By applying the information I provided in post #7 (which you subsequently said you understood without a doubt).

Originally Posted by Matticus, post #10

Now shift it left twice:

0010100111100 (original)
0101001111000 (shifted left once)
1010011110000 (shifted left again)

So the final result is: 1010011110000

That is:

2¹² + 0 + 2¹⁰ + 0 + 0 + 2⁷ + 2⁶ + 2⁵ + 2⁴ + 0 + 0 + 0 + 0 =

4096 + 1024 + 128 + 64 + 32 + 16 =

5360

Originally Posted by Matticus

By applying the information I provided in post #7 (which you subsequently said you understood without a doubt).



So the final result is: 1010011110000

That is:

2¹² + 0 + 2¹⁰ + 0 + 0 + 2⁷ + 2⁶ + 2⁵ + 2⁴ + 0 + 0 + 0 + 0 =

4096 + 1024 + 128 + 64 + 32 + 16 =

5360

thanks that's exactly what i needed. I have a question though,
why did you add 2 zeros (i know that it doesnt change the value) but there has to be a reason why? and do i need to do this for any decimal number?
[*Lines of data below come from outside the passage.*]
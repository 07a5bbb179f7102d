//! Error types for the Prism request-orchestration core.
//!
//! Every failure a caller can observe is normalized into one of these enums
//! with a human-readable `Display` message. Nothing reaches the front end as
//! an unclassified error.

use std::path::PathBuf;
use thiserror::Error;

/// Top-level error type for Prism operations.
#[derive(Error, Debug)]
pub enum PrismError {
    /// Configuration-related errors
    #[error("Configuration error: {0}")]
    Config(#[from] ConfigError),

    /// Transform request failures
    #[error("{0}")]
    Transform(#[from] TransformError),
}

/// Configuration-specific errors.
#[derive(Error, Debug)]
pub enum ConfigError {
    /// Failed to read the config file from disk
    #[error("Failed to read config file: {0}")]
    ReadError(#[from] std::io::Error),

    /// Failed to parse TOML configuration
    #[error("Failed to parse config: {0}")]
    ParseError(#[from] toml::de::Error),

    /// Configuration values are invalid
    #[error("Invalid configuration: {0}")]
    ValidationError(String),
}

/// An input that violates a declared constraint. Never reaches the network.
#[derive(Error, Debug, Clone, PartialEq)]
pub enum ValidationError {
    #[error("Unsupported image format: {mime}. Supported formats: PNG, JPEG, WebP, GIF")]
    UnsupportedFormat { mime: String },

    #[error("Image file is too large: {size_mb:.2}MB. Maximum allowed size: {max_mb}MB")]
    FileTooLarge { size_mb: f64, max_mb: u64 },

    #[error("Hue must be between -180 and 180 (got {0})")]
    Hue(f64),

    #[error("Saturation must be between 0 and 3 (got {0})")]
    Saturation(f64),

    #[error("Grayscale must be a boolean value (got {0})")]
    Grayscale(String),

    #[error("Crop shape must be one of: rectangle, square, circle, ellipse (got {0})")]
    CropShape(String),

    #[error("Crop width and height must be positive numbers (got {width}x{height})")]
    CropNotPositive { width: i64, height: i64 },

    #[error("Crop width and height must not exceed {max} pixels (got {width}x{height})")]
    CropTooLarge { width: i64, height: i64, max: i64 },

    #[error("Width and height must be positive numbers (got {width}x{height})")]
    ResizeNotPositive { width: i64, height: i64 },

    #[error("Width and height must not exceed {max} pixels (got {width}x{height})")]
    ResizeTooLarge { width: i64, height: i64, max: i64 },

    /// Untyped input that could not be read as transformation specs at all
    #[error("Malformed transformation specs: {0}")]
    Malformed(String),
}

/// Classified failure of a single transform request.
///
/// The `Display` output is the message shown to the user.
#[derive(Error, Debug)]
pub enum TransformError {
    #[error(transparent)]
    Validation(#[from] ValidationError),

    /// The deadline fired before a complete response arrived
    #[error("Request timed out. The server took too long to respond. Please try again.")]
    Timeout { timeout_ms: u64 },

    /// The request never reached a server
    #[error(
        "Cannot connect to the image processing server. Please ensure the backend is running at {url}"
    )]
    Connection { url: String },

    /// Non-2xx response with an extracted or fallback message
    #[error("{message}")]
    Server { status: u16, message: String },

    /// 2xx response that does not have the expected result shape
    #[error("{0}")]
    Protocol(String),

    /// Any other transport failure, passed through
    #[error("{0}")]
    Network(String),
}

/// Failures inside the version supervisor.
///
/// These are folded into `StartOutcome` / `SetVersionOutcome` messages and
/// never escape the supervisor's public operations.
#[derive(Error, Debug)]
pub enum SupervisorError {
    #[error("Backend executable not found: {0}")]
    ExecutableNotFound(PathBuf),

    #[error("Failed to spawn backend {path}: {message}")]
    Spawn { path: PathBuf, message: String },

    #[error("Backend {version} exited during startup ({status})")]
    ExitedEarly { version: String, status: String },

    #[error("Backend {version} did not become healthy within {timeout_ms}ms")]
    NotReady { version: String, timeout_ms: u64 },

    #[error("Failed to persist backend version: {0}")]
    Persist(#[from] std::io::Error),
}

/// Convenience type alias for Prism results.
pub type Result<T> = std::result::Result<T, PrismError>;

#[cfg(test)]
mod tests {
    use super::*;

    #[test]
    fn test_validation_messages_cite_value() {
        assert!(ValidationError::Hue(200.0).to_string().contains("Hue"));
        assert!(ValidationError::Hue(200.0).to_string().contains("200"));
        let err = ValidationError::FileTooLarge {
            size_mb: 51.5,
            max_mb: 50,
        };
        assert_eq!(
            err.to_string(),
            "Image file is too large: 51.50MB. Maximum allowed size: 50MB"
        );
    }

    #[test]
    fn test_validation_is_transparent_in_transform_error() {
        let err: TransformError = ValidationError::Saturation(4.0).into();
        assert_eq!(err.to_string(), "Saturation must be between 0 and 3 (got 4)");
    }

    #[test]
    fn test_connection_message_names_url() {
        let err = TransformError::Connection {
            url: "http://127.0.0.1:8000".to_string(),
        };
        assert!(err.to_string().ends_with("running at http://127.0.0.1:8000"));
    }

    #[test]
    fn test_top_level_wraps_transform_message() {
        let err: PrismError = TransformError::Protocol("Invalid response".into()).into();
        assert_eq!(err.to_string(), "Invalid response");
        let err: PrismError = ConfigError::ValidationError("bad".into()).into();
        assert_eq!(err.to_string(), "Configuration error: Invalid configuration: bad");
    }
}
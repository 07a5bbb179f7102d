//! Backend liveness and version probes.
//!
//! Both probes carry their own deadline and never fail: every outcome is
//! folded into a [`HealthStatus`] or the `"unknown"` version string.

mod poller;

pub use poller::{ConnectionState, HealthPoller, HealthPollerHandle, PollOptions};

use async_trait::async_trait;
use serde::Deserialize;
use std::sync::Arc;
use std::time::Duration;

use crate::config::Config;
use crate::registry::BackendRegistry;
use crate::types::HealthStatus;

/// Returned by [`HealthCheck::backend_version`] when the version can't be read.
pub const UNKNOWN_VERSION: &str = "unknown";

/// Anything that can report backend liveness and version.
///
/// Uses `async_trait` so the poller can hold an `Arc<dyn HealthCheck>`.
#[async_trait]
pub trait HealthCheck: Send + Sync {
    async fn check_health(&self) -> HealthStatus;

    async fn backend_version(&self) -> String;
}

/// GET `{base_url}/health` under `timeout`.
pub async fn probe_health(
    http: &reqwest::Client,
    base_url: &str,
    timeout: Duration,
) -> HealthStatus {
    let url = format!("{base_url}/health");
    match tokio::time::timeout(timeout, http.get(&url).send()).await {
        Ok(Ok(resp)) if resp.status().is_success() => HealthStatus::online(),
        Ok(Ok(resp)) => HealthStatus::offline(format!(
            "Backend returned status {}",
            resp.status().as_u16()
        )),
        Ok(Err(e)) if e.is_timeout() => HealthStatus::offline("Backend health check timed out"),
        Ok(Err(e)) => {
            tracing::debug!("Health probe to {url} failed: {e}");
            HealthStatus::offline(format!("Backend is not reachable at {base_url}"))
        }
        Err(_) => HealthStatus::offline("Backend health check timed out"),
    }
}

#[derive(Deserialize)]
struct VersionBody {
    #[serde(default)]
    version: Option<String>,
}

/// Probes the currently selected backend.
pub struct HealthMonitor {
    http: reqwest::Client,
    registry: Arc<BackendRegistry>,
    health_timeout: Duration,
    version_timeout: Duration,
}

impl HealthMonitor {
    pub fn new(
        registry: Arc<BackendRegistry>,
        health_timeout: Duration,
        version_timeout: Duration,
    ) -> Self {
        Self {
            http: reqwest::Client::new(),
            registry,
            health_timeout,
            version_timeout,
        }
    }

    pub fn from_config(config: &Config, registry: Arc<BackendRegistry>) -> Self {
        Self::new(
            registry,
            Duration::from_millis(config.timeouts.health_ms),
            Duration::from_millis(config.timeouts.version_ms),
        )
    }

    async fn fetch_version(&self, base_url: &str) -> Result<Option<String>, reqwest::Error> {
        let resp = self.http.get(format!("{base_url}/version")).send().await?;
        if !resp.status().is_success() {
            tracing::debug!("Version endpoint returned {}", resp.status());
            return Ok(None);
        }
        Ok(resp.json::<VersionBody>().await?.version)
    }
}

#[async_trait]
impl HealthCheck for HealthMonitor {
    async fn check_health(&self) -> HealthStatus {
        let base_url = self.registry.active_url().await;
        tracing::debug!("Checking backend health at {base_url}");
        probe_health(&self.http, &base_url, self.health_timeout).await
    }

    async fn backend_version(&self) -> String {
        let base_url = self.registry.active_url().await;
        match tokio::time::timeout(self.version_timeout, self.fetch_version(&base_url)).await {
            Ok(Ok(Some(version))) if !version.is_empty() => version,
            Ok(Ok(_)) => UNKNOWN_VERSION.to_string(),
            Ok(Err(e)) => {
                tracing::debug!("Failed to get backend version: {e}");
                UNKNOWN_VERSION.to_string()
            }
            Err(_) => {
                tracing::debug!("Backend version request timed out");
                UNKNOWN_VERSION.to_string()
            }
        }
    }
}
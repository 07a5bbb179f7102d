//! The supervised backend child process.

use std::path::{Path, PathBuf};
use std::process::Stdio;
use std::time::Duration;
use tokio::process::{Child, Command};
use tokio::sync::watch;
use tokio::time::Instant;

use crate::config::Config;
use crate::error::SupervisorError;
use crate::health::probe_health;

/// Environment variable carrying the port to the backend.
pub const PORT_ENV: &str = "PRISM_BACKEND_PORT";
/// Environment variable carrying the version to the backend.
pub const VERSION_ENV: &str = "PRISM_BACKEND_VERSION";

/// Upper bound on a single readiness probe.
const MAX_PROBE_TIMEOUT: Duration = Duration::from_secs(1);

/// Lifecycle of the supervised process.
#[derive(Debug, Clone, Copy, PartialEq, Eq)]
pub enum ProcessState {
    Stopped,
    Starting,
    Running,
}

impl ProcessState {
    pub fn as_str(&self) -> &'static str {
        match self {
            ProcessState::Stopped => "stopped",
            ProcessState::Starting => "starting",
            ProcessState::Running => "running",
        }
    }
}

impl std::fmt::Display for ProcessState {
    fn fmt(&self, f: &mut std::fmt::Formatter<'_>) -> std::fmt::Result {
        f.write_str(self.as_str())
    }
}

/// How to find, launch, and wait for a backend version.
#[derive(Debug, Clone)]
pub struct LaunchSpec {
    /// Resource roots searched in order for `backend/<version>/<executable>`
    pub roots: Vec<PathBuf>,
    pub executable: String,
    pub args: Vec<String>,
    pub port: u16,
    pub start_timeout: Duration,
    pub probe_interval: Duration,
}

impl LaunchSpec {
    pub fn from_config(config: &Config) -> Self {
        let s = &config.supervisor;
        Self {
            roots: vec![config.resources_dir(), config.dev_resources_dir()],
            executable: s.executable.clone(),
            args: s.args.clone(),
            port: s.port,
            start_timeout: Duration::from_millis(s.start_timeout_ms),
            probe_interval: Duration::from_millis(s.probe_interval_ms),
        }
    }

    /// Path the executable would have under the first root.
    fn expected_path(&self, version: &str) -> PathBuf {
        let root = self.roots.first().map(PathBuf::as_path).unwrap_or(Path::new("."));
        root.join("backend").join(version).join(&self.executable)
    }

    /// First existing executable for `version`, if any.
    ///
    /// An absolute executable is used as-is for every version.
    pub fn executable_for(&self, version: &str) -> Option<PathBuf> {
        let executable = Path::new(&self.executable);
        if executable.is_absolute() {
            return executable.is_file().then(|| executable.to_path_buf());
        }
        self.roots
            .iter()
            .map(|root| root.join("backend").join(version).join(&self.executable))
            .find(|path| path.is_file())
    }

    /// Arguments with `{port}` and `{version}` substituted.
    pub fn args_for(&self, version: &str) -> Vec<String> {
        let port = self.port.to_string();
        self.args
            .iter()
            .map(|arg| arg.replace("{port}", &port).replace("{version}", version))
            .collect()
    }

    pub fn base_url(&self) -> String {
        format!("http://127.0.0.1:{}", self.port)
    }
}

/// At most one backend child. Replacing it always stops the old one first.
pub struct BackendProcess {
    spec: LaunchSpec,
    http: reqwest::Client,
    child: Option<Child>,
    version: Option<String>,
    state: watch::Sender<ProcessState>,
}

impl BackendProcess {
    pub fn new(spec: LaunchSpec) -> Self {
        let (state, _) = watch::channel(ProcessState::Stopped);
        Self {
            spec,
            http: reqwest::Client::new(),
            child: None,
            version: None,
            state,
        }
    }

    pub fn spec(&self) -> &LaunchSpec {
        &self.spec
    }

    /// Receiver that observes state changes without locking the process.
    pub fn watch_state(&self) -> watch::Receiver<ProcessState> {
        self.state.subscribe()
    }

    pub fn state(&self) -> ProcessState {
        *self.state.borrow()
    }

    /// Version of the live child, if any.
    pub fn version(&self) -> Option<&str> {
        self.version.as_deref()
    }

    pub fn pid(&self) -> Option<u32> {
        self.child.as_ref().and_then(Child::id)
    }

    /// Notice a child that exited on its own and move to `Stopped`.
    pub fn reap(&mut self) {
        let Some(child) = self.child.as_mut() else {
            return;
        };
        match child.try_wait() {
            Ok(Some(status)) => {
                tracing::warn!(
                    "Backend {} exited ({status})",
                    self.version.as_deref().unwrap_or("?")
                );
                self.child = None;
                self.version = None;
                self.state.send_replace(ProcessState::Stopped);
            }
            Ok(None) => {}
            Err(e) => tracing::debug!("Failed to poll backend process: {e}"),
        }
    }

    /// Stop any running child, then launch `version` and wait until it is healthy.
    ///
    /// On any failure the new child is killed and the state is `Stopped`.
    pub async fn start(&mut self, version: &str) -> Result<(), SupervisorError> {
        self.stop().await;

        let path = self
            .spec
            .executable_for(version)
            .ok_or_else(|| SupervisorError::ExecutableNotFound(self.spec.expected_path(version)))?;

        self.state.send_replace(ProcessState::Starting);
        tracing::info!("Starting backend {version} from {}", path.display());

        let mut command = Command::new(&path);
        command
            .args(self.spec.args_for(version))
            .env(PORT_ENV, self.spec.port.to_string())
            .env(VERSION_ENV, version)
            .stdin(Stdio::null())
            .kill_on_drop(true);
        if let Some(dir) = path.parent() {
            command.current_dir(dir);
        }

        let child = match command.spawn() {
            Ok(child) => child,
            Err(e) => {
                self.state.send_replace(ProcessState::Stopped);
                return Err(SupervisorError::Spawn {
                    path,
                    message: e.to_string(),
                });
            }
        };
        tracing::debug!("Backend {version} spawned with pid {:?}", child.id());
        self.child = Some(child);
        self.version = Some(version.to_string());

        match self.wait_ready(version).await {
            Ok(()) => {
                self.state.send_replace(ProcessState::Running);
                tracing::info!("Backend {version} is ready on port {}", self.spec.port);
                Ok(())
            }
            Err(e) => {
                tracing::error!("{e}");
                self.stop().await;
                Err(e)
            }
        }
    }

    async fn wait_ready(&mut self, version: &str) -> Result<(), SupervisorError> {
        let deadline = Instant::now() + self.spec.start_timeout;
        let base_url = self.spec.base_url();

        loop {
            if let Some(child) = self.child.as_mut() {
                if let Ok(Some(status)) = child.try_wait() {
                    return Err(SupervisorError::ExitedEarly {
                        version: version.to_string(),
                        status: status.to_string(),
                    });
                }
            }

            let remaining = deadline.saturating_duration_since(Instant::now());
            if remaining.is_zero() {
                return Err(SupervisorError::NotReady {
                    version: version.to_string(),
                    timeout_ms: self.spec.start_timeout.as_millis() as u64,
                });
            }

            let attempt_timeout = remaining.min(MAX_PROBE_TIMEOUT);
            let status = probe_health(&self.http, &base_url, attempt_timeout).await;
            if status.online {
                return Ok(());
            }

            let remaining = deadline.saturating_duration_since(Instant::now());
            tokio::time::sleep(self.spec.probe_interval.min(remaining)).await;
        }
    }

    /// Kill and reap the child, if any. No-op when already stopped.
    pub async fn stop(&mut self) {
        if let Some(mut child) = self.child.take() {
            let version = self.version.take().unwrap_or_default();
            match child.kill().await {
                Ok(()) => tracing::info!("Stopped backend {version}"),
                Err(e) => tracing::debug!("Backend {version} was already gone: {e}"),
            }
        }
        self.version = None;
        self.state.send_replace(ProcessState::Stopped);
    }
}

#[cfg(test)]
mod tests {
    use super::*;

    fn spec(roots: Vec<PathBuf>, executable: &str) -> LaunchSpec {
        LaunchSpec {
            roots,
            executable: executable.to_string(),
            args: vec!["--port".to_string(), "{port}".to_string()],
            port: 8123,
            start_timeout: Duration::from_millis(500),
            probe_interval: Duration::from_millis(20),
        }
    }

    #[test]
    fn test_args_substitute_placeholders() {
        let mut launch = spec(vec![], "prism-backend");
        launch.args.push("--tag=v{version}".to_string());
        assert_eq!(
            launch.args_for("2.0.0"),
            vec!["--port", "8123", "--tag=v2.0.0"]
        );
    }

    #[test]
    fn test_executable_prefers_first_root() {
        let dir = tempfile::tempdir().unwrap();
        let packaged = dir.path().join("packaged");
        let dev = dir.path().join("dev");
        for root in [&packaged, &dev] {
            let version_dir = root.join("backend").join("1.0.0");
            std::fs::create_dir_all(&version_dir).unwrap();
            std::fs::write(version_dir.join("prism-backend"), "").unwrap();
        }
        std::fs::create_dir_all(dev.join("backend").join("2.0.0")).unwrap();
        std::fs::write(dev.join("backend/2.0.0/prism-backend"), "").unwrap();

        let launch = spec(vec![packaged.clone(), dev.clone()], "prism-backend");
        assert_eq!(
            launch.executable_for("1.0.0"),
            Some(packaged.join("backend/1.0.0/prism-backend"))
        );
        assert_eq!(
            launch.executable_for("2.0.0"),
            Some(dev.join("backend/2.0.0/prism-backend"))
        );
        assert_eq!(launch.executable_for("3.0.0"), None);
    }

    #[tokio::test]
    async fn test_missing_executable_stays_stopped() {
        let dir = tempfile::tempdir().unwrap();
        let roots = vec![dir.path().to_path_buf()];
        let mut process = BackendProcess::new(spec(roots, "prism-backend"));

        let err = process.start("1.0.0").await.unwrap_err();
        assert!(matches!(err, SupervisorError::ExecutableNotFound(_)));
        assert_eq!(process.state(), ProcessState::Stopped);
        assert!(process.pid().is_none());
    }

    #[tokio::test]
    async fn test_stop_when_stopped_is_noop() {
        let mut process = BackendProcess::new(spec(vec![], "prism-backend"));
        process.stop().await;
        process.stop().await;
        assert_eq!(process.state(), ProcessState::Stopped);
    }
}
Those zeros were added for illustrative purposes. We could have just as well said:

Code:

/* ... */
  10100111100 (original)
 101001111000 (shifted left once)
1010011110000 (shifted left again)

I showed those zeros to you because, in your original post, it seems were you trying to preserve the number of bits in the original value. The idea is that there are other bit places beyond the currently set "most significant bit". We just don't see them because they're irrelevant - they have no value, so we could just think of them as zero (empty place holders).

This is what you implied in your original post:

1340 = 10100111100 and applying <<2 = 10011110000 (right?)

Code:

/* wrong! */
  10100111100 (original)
  01001111000 (shifted left once)
  10011110000 (shifted left again)

Notice how in your original statement, the starting 1 and 0 get lost during shifting. It seems like you were trying to preserve the number of bits, and in doing so were getting the wrong result.